Data to examine START

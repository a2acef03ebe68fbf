//! Swipe-driven quiz sessions over a deck's active cards.

use crate::models::{Card, Ledger};
use crate::store::DeckStore;

/// Swipe direction, each mapped to one ledger.
#[derive(Debug, Clone, Copy, PartialEq, Eq)]
pub enum Swipe {
    Right, // Got it
    Left,  // Needs review
    Up,    // Important
}

impl Swipe {
    pub fn from_key(c: char) -> Option<Self> {
        match c {
            'r' | 'c' => Some(Self::Right),
            'l' => Some(Self::Left),
            'u' | 'i' => Some(Self::Up),
            _ => None,
        }
    }

    pub fn ledger(&self) -> Ledger {
        match self {
            Self::Right => Ledger::Completed,
            Self::Left => Ledger::Review,
            Self::Up => Ledger::Important,
        }
    }

    pub fn name(&self) -> &'static str {
        match self {
            Self::Right => "Completed",
            Self::Left => "Review",
            Self::Up => "Important",
        }
    }
}

/// What happened to a swipe.
#[derive(Debug, Clone, Copy, PartialEq, Eq)]
pub enum SwipeResult {
    Recorded,
    CardGone,
}

/// Per-session outcome counts.
#[derive(Debug, Default, Clone, PartialEq, Eq)]
pub struct SessionTally {
    pub completed: usize,
    pub review: usize,
    pub important: usize,
    pub skipped: usize,
}

impl SessionTally {
    pub fn studied(&self) -> usize {
        self.completed + self.review + self.important
    }

    fn count(&mut self, swipe: Swipe) {
        match swipe {
            Swipe::Right => self.completed += 1,
            Swipe::Left => self.review += 1,
            Swipe::Up => self.important += 1,
        }
    }
}

/// A pass over the cards that were active when the session started.
///
/// The card list is a snapshot: completing a card mid-session does not
/// shrink the queue, the session just moves on.
#[derive(Debug, Clone)]
pub struct QuizSession {
    deck_id: String,
    cards: Vec<Card>,
    position: usize,
    tally: SessionTally,
}

impl QuizSession {
    /// Returns None when the deck does not exist.
    pub fn start(store: &DeckStore, deck_id: &str) -> Option<Self> {
        store.get_deck_by_id(deck_id)?;
        let cards = store.get_active_cards(deck_id).into_iter().cloned().collect();
        tracing::info!(deck_id, "quiz started");
        Some(Self {
            deck_id: deck_id.to_string(),
            cards,
            position: 0,
            tally: SessionTally::default(),
        })
    }

    pub fn deck_id(&self) -> &str {
        &self.deck_id
    }

    pub fn current(&self) -> Option<&Card> {
        self.cards.get(self.position)
    }

    pub fn is_complete(&self) -> bool {
        self.position >= self.cards.len()
    }

    /// One-based position of the current card and the session length.
    pub fn progress(&self) -> (usize, usize) {
        let total = self.cards.len();
        ((self.position + 1).min(total), total)
    }

    pub fn tally(&self) -> &SessionTally {
        &self.tally
    }

    /// Record the outcome for the current card and advance. Returns None
    /// if the session was already complete.
    ///
    /// A card removed from the store since the session started is skipped:
    /// nothing lands in the ledger and the tally only counts it as skipped.
    pub fn record(&mut self, store: &mut DeckStore, swipe: Swipe) -> Option<SwipeResult> {
        let card = self.cards.get(self.position)?;
        let ledger = swipe.ledger();
        let before = store.ledger(ledger).len();
        store.mark(ledger, &card.id, &self.deck_id);

        let result = if store.ledger(ledger).len() > before {
            self.tally.count(swipe);
            SwipeResult::Recorded
        } else {
            tracing::warn!(card_id = %card.id, deck_id = %self.deck_id, "card gone, swipe skipped");
            self.tally.skipped += 1;
            SwipeResult::CardGone
        };

        self.position += 1;
        if self.is_complete() {
            tracing::info!(deck_id = %self.deck_id, studied = self.tally.studied(), "quiz completed");
        }
        Some(result)
    }

    /// Start over with the deck's current active cards.
    pub fn restart(&mut self, store: &DeckStore) {
        self.cards = store
            .get_active_cards(&self.deck_id)
            .into_iter()
            .cloned()
            .collect();
        self.position = 0;
        self.tally = SessionTally::default();
    }
}

#[cfg(test)]
mod tests {
    use super::*;

    fn deck_with(questions: &[&str]) -> (DeckStore, String) {
        let mut store = DeckStore::new();
        let deck_id = store.create_deck("Quiz", None);
        for q in questions {
            store.add_card(&deck_id, q, "answer");
        }
        (store, deck_id)
    }

    #[test]
    fn unknown_deck_has_no_session() {
        let store = DeckStore::new();
        assert!(QuizSession::start(&store, "missing").is_none());
    }

    #[test]
    fn empty_deck_starts_complete() {
        let (store, deck_id) = deck_with(&[]);
        let session = QuizSession::start(&store, &deck_id).unwrap();
        assert!(session.is_complete());
        assert_eq!(session.progress(), (0, 0));
    }

    #[test]
    fn swipes_record_into_ledgers_and_advance() {
        let (mut store, deck_id) = deck_with(&["one", "two", "three"]);
        let mut session = QuizSession::start(&store, &deck_id).unwrap();

        assert_eq!(session.progress(), (1, 3));
        assert_eq!(session.record(&mut store, Swipe::Right), Some(SwipeResult::Recorded));
        assert_eq!(session.current().unwrap().question, "two");
        assert_eq!(session.record(&mut store, Swipe::Up), Some(SwipeResult::Recorded));
        assert_eq!(session.record(&mut store, Swipe::Left), Some(SwipeResult::Recorded));
        assert!(session.is_complete());
        assert_eq!(session.record(&mut store, Swipe::Right), None);

        assert_eq!(store.completed_cards()[0].question, "one");
        assert_eq!(store.important_cards()[0].question, "two");
        assert_eq!(store.review_cards()[0].question, "three");
        assert_eq!(session.tally().studied(), 3);
    }

    #[test]
    fn swipe_on_removed_card_is_skipped() {
        let (mut store, deck_id) = deck_with(&["one", "two"]);
        let mut session = QuizSession::start(&store, &deck_id).unwrap();
        let first = session.current().unwrap().id.clone();
        store.remove_card(&first, &deck_id);

        assert_eq!(session.record(&mut store, Swipe::Right), Some(SwipeResult::CardGone));
        assert!(store.completed_cards().is_empty());
        assert_eq!(session.tally().completed, 0);
        assert_eq!(session.tally().skipped, 1);
        assert_eq!(session.tally().studied(), 0);

        store.remove_deck(&deck_id);
        assert_eq!(session.record(&mut store, Swipe::Up), Some(SwipeResult::CardGone));
        assert!(session.is_complete());
        assert_eq!(session.tally().skipped, 2);
    }

    #[test]
    fn restart_only_serves_remaining_active_cards() {
        let (mut store, deck_id) = deck_with(&["one", "two"]);
        let mut session = QuizSession::start(&store, &deck_id).unwrap();
        session.record(&mut store, Swipe::Right);
        session.record(&mut store, Swipe::Left);

        session.restart(&store);
        assert_eq!(session.progress(), (1, 1));
        assert_eq!(session.current().unwrap().question, "two");
        assert_eq!(session.tally(), &SessionTally::default());
    }

    #[test]
    fn swipe_keys() {
        assert_eq!(Swipe::from_key('r'), Some(Swipe::Right));
        assert_eq!(Swipe::from_key('l'), Some(Swipe::Left));
        assert_eq!(Swipe::from_key('u'), Some(Swipe::Up));
        assert_eq!(Swipe::from_key('x'), None);
        assert_eq!(Swipe::Left.ledger(), Ledger::Review);
    }
}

Data to examine END

What you have to do: In the reply, include exactly the lines from the beginning of the entries above through the line holding "just moves on.", and nothing besides.

Answer to this exercise:
repository a2acef03ebe68fbf
//! Swipe-driven quiz sessions over a deck's active cards.

use crate::models::{Card, Ledger};
use crate::store::DeckStore;

/// Swipe direction, each mapped to one ledger.
#[derive(Debug, Clone, Copy, PartialEq, Eq)]
pub enum Swipe {
    Right, // Got it
    Left,  // Needs review
    Up,    // Important
}

impl Swipe {
    pub fn from_key(c: char) -> Option<Self> {
        match c {
            'r' | 'c' => Some(Self::Right),
            'l' => Some(Self::Left),
            'u' | 'i' => Some(Self::Up),
            _ => None,
        }
    }

    pub fn ledger(&self) -> Ledger {
        match self {
            Self::Right => Ledger::Completed,
            Self::Left => Ledger::Review,
            Self::Up => Ledger::Important,
        }
    }

    pub fn name(&self) -> &'static str {
        match self {
            Self::Right => "Completed",
            Self::Left => "Review",
            Self::Up => "Important",
        }
    }
}

/// What happened to a swipe.
#[derive(Debug, Clone, Copy, PartialEq, Eq)]
pub enum SwipeResult {
    Recorded,
    CardGone,
}

/// Per-session outcome counts.
#[derive(Debug, Default, Clone, PartialEq, Eq)]
pub struct SessionTally {
    pub completed: usize,
    pub review: usize,
    pub important: usize,
    pub skipped: usize,
}

impl SessionTally {
    pub fn studied(&self) -> usize {
        self.completed + self.review + self.important
    }

    fn count(&mut self, swipe: Swipe) {
        match swipe {
            Swipe::Right => self.completed += 1,
            Swipe::Left => self.review += 1,
            Swipe::Up => self.important += 1,
        }
    }
}

/// A pass over the cards that were active when the session started.
///
/// The card list is a snapshot: completing a card mid-session does not
/// shrink the queue, the session just moves on.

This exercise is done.